Aim of the exercise
Each line below is to be written out in full, exactly as shown.

Records supplied

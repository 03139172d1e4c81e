//! Trait seams for external collaborators.
//!
//! The optical character recognizer is not part of this crate: it is an
//! external capability the classifier calls through the narrow
//! [`OcrCollaborator`] interface. Implementations wrap whatever engine is
//! available (a Tesseract binding, a remote service, a test double) and are
//! injected into the pipeline at construction time rather than discovered
//! through process-wide state.

use crate::core::errors::BoxedOcrError;
use image::GrayImage;
use std::time::Duration;

/// The characters recognition is constrained to: decimal digits only.
pub const DIGIT_WHITELIST: [char; 10] = ['0', '1', '2', '3', '4', '5', '6', '7', '8', '9'];

/// An external single-glyph character recognizer.
///
/// Implementations must be shareable across worker threads: cell
/// classification fans out over a rayon pool and every worker calls the same
/// collaborator instance. Engines that are not reentrant should serialize
/// access internally.
pub trait OcrCollaborator: Send + Sync {
    /// Recognizes characters in a prepared glyph image.
    ///
    /// The glyph is a binarized cell with ink as foreground (non-zero
    /// pixels). The collaborator may return zero or more characters, in no
    /// guaranteed order, possibly including noise artifacts; the caller is
    /// responsible for all vote aggregation and confidence interpretation.
    ///
    /// # Arguments
    ///
    /// * `glyph` - The prepared cell image to recognize.
    /// * `whitelist` - Characters recognition is constrained to.
    /// * `timeout` - Budget for the call; implementations should give up and
    ///   return an error once it elapses.
    ///
    /// # Errors
    ///
    /// Any engine failure or timeout, boxed. The classifier surfaces these
    /// as [`SudocrError::OcrUnavailable`](crate::core::SudocrError::OcrUnavailable).
    fn recognize(
        &self,
        glyph: &GrayImage,
        whitelist: &[char],
        timeout: Duration,
    ) -> Result<Vec<char>, BoxedOcrError>;
}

Exercise solution
repository 03139172d1e4c81e
//! Trait seams for external collaborators.
//!
//! The optical character recognizer is not part of this crate: it is an
//! external capability the classifier calls through the narrow
//! [`OcrCollaborator`] interface. Implementations wrap whatever engine is
//! available (a Tesseract binding, a remote service, a test double) and are
//! injected into the pipeline at construction time rather than discovered
//! through process-wide state.

use crate::core::errors::BoxedOcrError;
use image::GrayImage;
use std::time::Duration;

/// The characters recognition is constrained to: decimal digits only.
pub const DIGIT_WHITELIST: [char; 10] = ['0', '1', '2', '3', '4', '5', '6', '7', '8', '9'];

/// An external single-glyph character recognizer.
///
/// Implementations must be shareable across worker threads: cell
/// classification fans out over a rayon pool and every worker calls the same
/// collaborator instance. Engines that are not reentrant should serialize
/// access internally.
pub trait OcrCollaborator: Send + Sync {
    /// Recognizes characters in a prepared glyph image.
    ///
    /// The glyph is a binarized cell with ink as foreground (non-zero
    /// pixels). The collaborator may return zero or more characters, in no
    /// guaranteed order, possibly including noise artifacts; the caller is
    /// responsible for all vote aggregation and confidence interpretation.
    ///
    /// # Arguments
    ///
    /// * `glyph` - The prepared cell image to recognize.
    /// * `whitelist` - Characters recognition is constrained to.
    /// * `timeout` - Budget for the call; implementations should give up and
    ///   return an error once it elapses.
    ///
    /// # Errors
    ///
    /// Any engine failure or timeout, boxed. The classifier surfaces these
    /// as [`SudocrError::OcrUnavailable`](crate::core::SudocrError::OcrUnavailable).
    fn recognize(
        &self,
        glyph: &GrayImage,
        whitelist: &[char],
        timeout: Duration,
    ) -> Result<Vec<char>, BoxedOcrError>;
}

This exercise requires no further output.